Spesies tanaman yang toleran terhadap logam memiliki mekanisme pertahanan yang
berkaitan dengan antioksidan sel dan enzim antioksidan yang melindungi beberapa proses
fisiologis vital untuk mencegah kerusakan yang diakibatkan oleh bentuk-bentuk oksigen reaktif
karena stres yang disebabkan oleh kandungan logam (Panda & Choudhury, 2005). Toleransi
dan/atau resistensi tanaman terhadap stres akibat kandungan logam bisa dikaitkan dengan satu
mekanisme atau lebih (Patra, 2004; Casio, 2005), misalnya: (1) ekskresi senyawa selatin, (2)

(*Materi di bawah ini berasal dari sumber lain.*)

//! Message protocol: upstream command frames and the downstream push stream.
//!
//! Upstream frames are JSON objects discriminated by a `type` field. Every
//! outbound command except `auth` carries a per-connection integer `id`;
//! `result` and `pong` replies echo it back.
//!
//! Downstream messages ([`BridgeMessage`]) are what the relay republishes to
//! its push-stream listeners, one JSON object per `data:` line.

use chrono::{DateTime, Utc};
use serde::{Deserialize, Serialize};
use serde_json::{Map, Value};

use crate::auth::AccessToken;
use crate::error::Error;
use crate::models::EntityState;

/// Event class carrying entity snapshots.
pub const STATE_CHANGED: &str = "state_changed";

/// Upper bound on raw frame text kept in deserialization errors.
const ERROR_BODY_LIMIT: usize = 512;

// ── Outbound ─────────────────────────────────────────────────────────

/// A command sent to the backend. Serialized with the per-connection
/// message id by [`Command::encode`].
#[derive(Debug, Clone, PartialEq, Serialize)]
#[serde(tag = "type", rename_all = "snake_case")]
pub enum Command {
    SubscribeEvents {
        event_type: String,
    },
    GetStates,
    CallService {
        domain: String,
        service: String,
        service_data: Map<String, Value>,
    },
    Ping,
}

impl Command {
    pub fn subscribe_state_changes() -> Self {
        Self::SubscribeEvents {
            event_type: STATE_CHANGED.into(),
        }
    }

    /// The wire `type` of this command, for logging.
    pub fn kind(&self) -> &'static str {
        match self {
            Self::SubscribeEvents { .. } => "subscribe_events",
            Self::GetStates => "get_states",
            Self::CallService { .. } => "call_service",
            Self::Ping => "ping",
        }
    }

    /// Serialize as a frame carrying message id `id`.
    pub fn encode(&self, id: u64) -> Result<String, Error> {
        let mut value = serde_json::to_value(self).map_err(|e| Error::Protocol(e.to_string()))?;
        let Value::Object(ref mut obj) = value else {
            return Err(Error::Protocol(format!(
                "command `{}` did not serialize to an object",
                self.kind()
            )));
        };
        obj.insert("id".into(), Value::from(id));
        Ok(value.to_string())
    }
}

/// The handshake frame. The only outbound frame without an `id`.
pub fn encode_auth(token: &AccessToken) -> String {
    serde_json::json!({
        "type": "auth",
        "access_token": token.expose(),
    })
    .to_string()
}

// ── Inbound ──────────────────────────────────────────────────────────

/// Every frame the backend can send, classified by its `type`.
#[derive(Debug, Clone, PartialEq)]
pub enum InboundFrame {
    AuthRequired { ha_version: Option<String> },
    AuthOk { ha_version: Option<String> },
    AuthInvalid { message: String },
    Event { id: Option<u64>, event: EventMessage },
    Result(ResultFrame),
    Pong { id: u64 },
    /// A well-formed frame whose `type` this client does not handle.
    Unknown { kind: String },
}

impl InboundFrame {
    /// Parse one text frame.
    ///
    /// Fails only on malformed JSON or a frame without `type`; unrecognized
    /// types come back as [`InboundFrame::Unknown`].
    pub fn parse(text: &str) -> Result<Self, Error> {
        let value: Value = serde_json::from_str(text).map_err(|e| deserialization(&e, text))?;

        let kind = value
            .get("type")
            .and_then(Value::as_str)
            .ok_or_else(|| Error::Protocol("frame has no `type` field".into()))?
            .to_owned();

        let frame = match kind.as_str() {
            "auth_required" => Self::AuthRequired {
                ha_version: string_field(&value, "ha_version"),
            },
            "auth_ok" => Self::AuthOk {
                ha_version: string_field(&value, "ha_version"),
            },
            "auth_invalid" => Self::AuthInvalid {
                message: string_field(&value, "message")
                    .unwrap_or_else(|| "Authentication failed".into()),
            },
            "event" => {
                let raw: RawEvent =
                    serde_json::from_value(value).map_err(|e| deserialization(&e, text))?;
                Self::Event {
                    id: raw.id,
                    event: raw.event,
                }
            }
            "result" => {
                Self::Result(serde_json::from_value(value).map_err(|e| deserialization(&e, text))?)
            }
            "pong" => Self::Pong {
                id: value
                    .get("id")
                    .and_then(Value::as_u64)
                    .ok_or_else(|| Error::Protocol("pong without `id`".into()))?,
            },
            _ => Self::Unknown { kind },
        };

        Ok(frame)
    }
}

#[derive(Deserialize)]
struct RawEvent {
    #[serde(default)]
    id: Option<u64>,
    event: EventMessage,
}

/// Payload of an `event` frame.
#[derive(Debug, Clone, PartialEq, Serialize, Deserialize)]
pub struct EventMessage {
    pub event_type: String,

    #[serde(default)]
    pub data: Value,

    #[serde(default)]
    pub origin: Option<String>,

    #[serde(default)]
    pub time_fired: Option<DateTime<Utc>>,
}

impl EventMessage {
    pub fn is_state_changed(&self) -> bool {
        self.event_type == STATE_CHANGED
    }

    /// Decode `data` as a state change. Only meaningful when
    /// [`is_state_changed`](Self::is_state_changed) is true.
    pub fn state_changed(&self) -> Result<StateChanged, Error> {
        serde_json::from_value(self.data.clone()).map_err(|e| Error::Deserialization {
            message: e.to_string(),
            body: self.data.to_string(),
        })
    }
}

/// `data` of a `state_changed` event. `new_state` is null when the entity
/// was removed upstream, `old_state` is null when it was just created.
#[derive(Debug, Clone, PartialEq, Serialize, Deserialize)]
pub struct StateChanged {
    pub entity_id: String,
    #[serde(default)]
    pub new_state: Option<EntityState>,
    #[serde(default)]
    pub old_state: Option<EntityState>,
}

/// Reply to a specific outbound command.
#[derive(Debug, Clone, PartialEq, Serialize, Deserialize)]
pub struct ResultFrame {
    pub id: u64,
    pub success: bool,
    #[serde(default)]
    pub result: Option<Value>,
    #[serde(default)]
    pub error: Option<ErrorPayload>,
}

impl ResultFrame {
    /// The payload as a bulk entity list, if it is an array.
    pub fn entity_list(&self) -> Option<&Vec<Value>> {
        self.result.as_ref().and_then(Value::as_array)
    }
}

#[derive(Debug, Clone, PartialEq, Serialize, Deserialize)]
pub struct ErrorPayload {
    #[serde(default)]
    pub code: String,
    #[serde(default)]
    pub message: String,
}

// ── Downstream push stream ───────────────────────────────────────────

/// One message of the relay's push stream.
#[derive(Debug, Clone, PartialEq, Serialize, Deserialize)]
#[serde(tag = "type", rename_all = "snake_case")]
pub enum BridgeMessage {
    Connected,
    StateChanged {
        entity_id: String,
        new_state: Option<EntityState>,
        old_state: Option<EntityState>,
    },
    Result {
        id: u64,
        success: bool,
        #[serde(default)]
        result: Option<Value>,
    },
    Error {
        error: String,
    },
}

impl BridgeMessage {
    pub fn to_json(&self) -> String {
        // Every variant is a plain struct of JSON-representable fields.
        serde_json::to_string(self).unwrap_or_else(|_| r#"{"type":"error","error":"encode"}"#.into())
    }

    /// Render as a complete push-stream frame: `data: <json>\n\n`.
    pub fn to_sse_frame(&self) -> String {
        format!("data: {}\n\n", self.to_json())
    }

    pub fn from_json(text: &str) -> Result<Self, Error> {
        serde_json::from_str(text).map_err(|e| deserialization(&e, text))
    }
}

impl From<StateChanged> for BridgeMessage {
    fn from(change: StateChanged) -> Self {
        Self::StateChanged {
            entity_id: change.entity_id,
            new_state: change.new_state,
            old_state: change.old_state,
        }
    }
}

// ── Helpers ──────────────────────────────────────────────────────────

fn string_field(value: &Value, key: &str) -> Option<String> {
    value.get(key).and_then(Value::as_str).map(String::from)
}

fn deserialization(err: &serde_json::Error, text: &str) -> Error {
    let body = match text.char_indices().nth(ERROR_BODY_LIMIT) {
        Some((idx, _)) => format!("{}…", &text[..idx]),
        None => text.to_owned(),
    };
    Error::Deserialization {
        message: err.to_string(),
        body,
    }
}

pengeluaran logam melalui absorpsi elemen tertentu, (3) penyimpanan logam di dalam akar,
yang mencegah pentranslokasian logam itu menuju bagian aerial, (4) selasi atau sequestration
logam berat oleh ligand, kompartementalisasi, biotransformasi, dan mekanisme perbaikan sel, (5)
perkembangan enzim yang toleran terhadap logam, (6) peningkatan produksi senyawa intrasel,
(7) imobilisasi logam di dalam dinding sel, (8) mekanisme sel homeostatis untuk mengatur ion-
ion logam di dalam sel, (9) induksi heat-shock protein, (10) pelepasan fenol dari akar, (11)
peningkatan toleransi terhadap difisiensi mineral atau penurunan kebutuhan nutrien, (12)
peningkatan absorpsi makronutrien tertentu, dan (13) perkembangan kapasitas untuk tetap
menyerap dan menggunakan mineral meski terdapat logam berat di dalam tanaman tersebut.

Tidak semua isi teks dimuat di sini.